It’s a terrible feeling to know something you’ve fed your horse has inadvertently made him sick. In some instances, however, it happens.
Monensin is an antibiotic feed additive mainly used to promote growth in cattle and poultry. While it can have positive effects on those and other livestock species, it’s highly toxic to horses. Although monensin can affect all cell types, the toxic effect is primarily observed in muscle cells. Clinical signs of consumption can include a loss of appetite, rapid or irregular heart rate, exercise intolerance, sweating, colic, and unexpected death.
Sporadic intoxications are usually caused by accidental feeding of commercial monensin-containing feed intended for cattle or poultry, or from contamination of horse feed with monensin during production.
Some horses that consume monensin eventually recover—a few even return to their previous performance level—but it hasn’t been clear how the toxicity impacted their hearts and subsequent athletic performance. So researchers recently gathered information on the cardiovascular and athletic outcomes of horses exposed to monensin. Clémentine Gy, DVM, IPSAV, an equine internal medicine resident at the University of Montreal Faculty of Veterinary Medicine, in St-Hyacinthe, Quebec, Canada, shared the results at the 2018 American College of Veterinary Internal Medicine Forum, held June 14-16 in Seattle, Washington.

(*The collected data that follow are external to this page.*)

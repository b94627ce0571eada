//! Connection bootstrap utilities for SQLite.
//!
//! # Invariants
//! - Returned connections have `foreign_keys=ON` and a busy timeout.
//! - Returned connections have migrations fully applied.

use super::migrations::apply_migrations;
use super::DbResult;
use log::{error, info};
use rusqlite::Connection;
use std::path::Path;
use std::time::{Duration, Instant};

const BUSY_TIMEOUT: Duration = Duration::from_secs(5);

/// Opens a SQLite database file and applies all pending migrations.
///
/// # Side effects
/// - Emits `db_open` logging events with duration and status.
pub fn open_db(path: impl AsRef<Path>) -> DbResult<Connection> {
    open_with("file", || Connection::open(path))
}

/// Opens an in-memory SQLite database and applies all pending migrations.
pub fn open_db_in_memory() -> DbResult<Connection> {
    open_with("memory", Connection::open_in_memory)
}

fn open_with(
    mode: &'static str,
    connect: impl FnOnce() -> rusqlite::Result<Connection>,
) -> DbResult<Connection> {
    let started_at = Instant::now();
    info!("event=db_open module=db status=start mode={mode}");

    let mut conn = connect().map_err(|err| {
        error!(
            "event=db_open module=db status=error mode={mode} duration_ms={} error_code=db_open_failed error={err}",
            started_at.elapsed().as_millis()
        );
        err
    })?;

    if let Err(err) = bootstrap_connection(&mut conn) {
        error!(
            "event=db_open module=db status=error mode={mode} duration_ms={} error_code=db_bootstrap_failed error={err}",
            started_at.elapsed().as_millis()
        );
        return Err(err);
    }

    info!(
        "event=db_open module=db status=ok mode={mode} duration_ms={}",
        started_at.elapsed().as_millis()
    );
    Ok(conn)
}

fn bootstrap_connection(conn: &mut Connection) -> DbResult<()> {
    conn.execute_batch("PRAGMA foreign_keys = ON;")?;
    conn.busy_timeout(BUSY_TIMEOUT)?;
    apply_migrations(conn)?;
    Ok(())
}
//! Core use-case services.
//!
//! # Responsibility
//! - Apply edit operations over the document collection with persistence.
//! - Orchestrate change detection, sync and agent invocation for the UI.

pub mod document_store;
pub mod editor_session;
//! Agent bridge client contract and TCP implementation.
//!
//! # Responsibility
//! - Define the async request/response seam used by the sync and
//!   interaction engines.
//! - Speak the one-request-per-connection socket protocol of the agent
//!   process.
//!
//! # Invariants
//! - One connection per request; the connection is dropped after the reply.
//! - Socket and decode failures surface as `BridgeError`, never as panics.
//! - Payload contents are never logged.

use crate::config::{BridgeConfig, ResponseReadMode, MAX_READ_BUFFER_SIZE};
use crate::sync::protocol::{BridgeRequest, BridgeResponse};
use log::{debug, warn};
use serde_json::Value;
use std::error::Error;
use std::fmt::{Display, Formatter};
use std::future::Future;
use std::io;
use std::time::{Duration, Instant};
use tokio::io::{AsyncReadExt, AsyncWriteExt};
use tokio::net::TcpStream;

pub type BridgeResult<T> = Result<T, BridgeError>;

/// Transport or decode failure talking to the agent bridge.
#[derive(Debug)]
pub enum BridgeError {
    /// Could not open the socket.
    Connect(io::Error),
    /// Write or read failed after connecting.
    Io(io::Error),
    /// Reply was empty or not the expected JSON shape.
    Malformed(String),
    /// Exchange exceeded the configured timeout.
    Timeout(Duration),
}

impl BridgeError {
    /// Returns whether the failure happened at the transport level.
    pub fn is_transport(&self) -> bool {
        !matches!(self, Self::Malformed(_))
    }

    fn code(&self) -> &'static str {
        match self {
            Self::Connect(_) => "connect_failed",
            Self::Io(_) => "io_failed",
            Self::Malformed(_) => "malformed_response",
            Self::Timeout(_) => "timeout",
        }
    }
}

impl Display for BridgeError {
    fn fmt(&self, f: &mut Formatter<'_>) -> std::fmt::Result {
        match self {
            Self::Connect(err) => write!(f, "agent bridge connection failed: {err}"),
            Self::Io(err) => write!(f, "agent bridge i/o failed: {err}"),
            Self::Malformed(details) => write!(f, "agent bridge reply malformed: {details}"),
            Self::Timeout(after) => {
                write!(f, "agent bridge timed out after {} ms", after.as_millis())
            }
        }
    }
}

impl Error for BridgeError {
    fn source(&self) -> Option<&(dyn Error + 'static)> {
        match self {
            Self::Connect(err) | Self::Io(err) => Some(err),
            Self::Malformed(_) | Self::Timeout(_) => None,
        }
    }
}

/// Async request/response seam to the external agent process.
pub trait AgentBridge {
    /// Sends one request and returns the decoded reply.
    fn exchange(
        &self,
        request: &BridgeRequest,
    ) -> impl Future<Output = BridgeResult<BridgeResponse>> + Send;
}

/// TCP client for the agent process.
#[derive(Debug, Clone)]
pub struct TcpAgentBridge {
    config: BridgeConfig,
}

impl TcpAgentBridge {
    pub fn new(config: BridgeConfig) -> Self {
        Self { config }
    }

    pub fn config(&self) -> &BridgeConfig {
        &self.config
    }

    /// Forwards an arbitrary JSON payload and returns the reply as JSON.
    ///
    /// Used by the HTTP relay, which passes request bodies through verbatim.
    pub async fn exchange_value(&self, payload: &Value) -> BridgeResult<Value> {
        let started_at = Instant::now();
        let encoded = serde_json::to_vec(payload)
            .map_err(|err| BridgeError::Malformed(format!("request encode failed: {err}")))?;

        let result = match self.config.request_timeout {
            Some(limit) => tokio::time::timeout(limit, self.round_trip(&encoded))
                .await
                .unwrap_or(Err(BridgeError::Timeout(limit))),
            None => self.round_trip(&encoded).await,
        };

        let raw = match result {
            Ok(raw) => raw,
            Err(err) => {
                warn!(
                    "event=bridge_exchange module=sync status=error error_code={} duration_ms={} error={}",
                    err.code(),
                    started_at.elapsed().as_millis(),
                    err
                );
                return Err(err);
            }
        };

        let value = serde_json::from_slice::<Value>(&raw).map_err(|err| {
            warn!(
                "event=bridge_exchange module=sync status=error error_code=malformed_response bytes={} duration_ms={}",
                raw.len(),
                started_at.elapsed().as_millis()
            );
            BridgeError::Malformed(err.to_string())
        })?;

        debug!(
            "event=bridge_exchange module=sync status=ok bytes={} duration_ms={}",
            raw.len(),
            started_at.elapsed().as_millis()
        );
        Ok(value)
    }

    async fn round_trip(&self, encoded: &[u8]) -> BridgeResult<Vec<u8>> {
        let mut stream = TcpStream::connect(self.config.addr.as_str())
            .await
            .map_err(BridgeError::Connect)?;
        stream.write_all(encoded).await.map_err(BridgeError::Io)?;
        stream.flush().await.map_err(BridgeError::Io)?;
        read_reply(&mut stream, self.config.read_mode, self.config.read_buffer_size).await
    }
}

impl AgentBridge for TcpAgentBridge {
    async fn exchange(&self, request: &BridgeRequest) -> BridgeResult<BridgeResponse> {
        let payload = serde_json::to_value(request)
            .map_err(|err| BridgeError::Malformed(format!("request encode failed: {err}")))?;
        let reply = self.exchange_value(&payload).await?;
        serde_json::from_value(reply).map_err(|err| BridgeError::Malformed(err.to_string()))
    }
}

async fn read_reply(
    stream: &mut TcpStream,
    mode: ResponseReadMode,
    buffer_size: usize,
) -> BridgeResult<Vec<u8>> {
    let mut reply = Vec::new();
    let mut chunk = vec![0u8; buffer_size.clamp(1, MAX_READ_BUFFER_SIZE)];

    loop {
        let read = stream.read(&mut chunk).await.map_err(BridgeError::Io)?;
        if read == 0 {
            break;
        }
        reply.extend_from_slice(&chunk[..read]);

        if mode == ResponseReadMode::FirstChunk {
            break;
        }
        match serde_json::from_slice::<Value>(&reply) {
            Ok(_) => break,
            Err(err) if err.is_eof() => continue,
            // Trailing bytes or bad syntax will not be fixed by more input.
            Err(_) => break,
        }
    }

    if reply.is_empty() {
        return Err(BridgeError::Malformed("empty reply".to_string()));
    }
    Ok(reply)
}
//! Agent interaction state: toasts, the overlay/loading region, and the
//! engine driving sync and invocation requests.
//!
//! # Responsibility
//! - Track outstanding bridge requests by token and discard stale replies.
//! - Keep the recommendation overlay and the loading indicator mutually
//!   exclusive.
//! - Expire toasts and overlays by deadline.
//!
//! # Invariants
//! - Only the latest sync request may install a recommendation.
//! - Completing the current invocation always returns the region to idle.

pub mod engine;
pub mod notification;
pub mod region;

Gy and colleagues conducted a prospective study on 76 horses exposed to monensin-contaminated feed. They evaluated four horses in the acute phase (less than two weeks after exposure), 29 horses in the subacute phase (15 to 45 days after exposure), and 70 in the chronic phase (after four to 10 months of rest following exposure). On each horse they performed a physical examination, exercise stress test, electrocardiography (ECG, recording of electrical activity as transmitted through electrodes placed on the skin) before and during exercise, and echocardiography (heart ultrasound) before and after exercise. They also followed up on 56 horses with telephone interviews about 16 months after exposure.
The team found:
- Cardiac abnormalities (for example, increased or irregular heart rate, abnormal echocardiography) in 4/4 (100%), 19/29 (65.5%), and 31/70 (44%) horses during the acute, subacute, and chronic periods, respectively.
- Sixteen months post-exposure, 34 of the 64 horses (53%) for which this information was available had return to their previous function, while 13 (20%) were exercise-intolerant, and three (5%) were retired.
- Two horses died (one in the acute and one in the chronic period), and 12 horses were euthanized (two, one, and nine in the acute, subacute, and chronic periods, respectively) during this outbreak (22 %).
“When feed contamination occurs, it is generally recommended that exposed horses be quickly identified and rested in order to prevent further cardiac damage and protect potentially endangered riders,” Gy said. “An examination by the regular veterinarian is also recommended for cardiac evaluation.”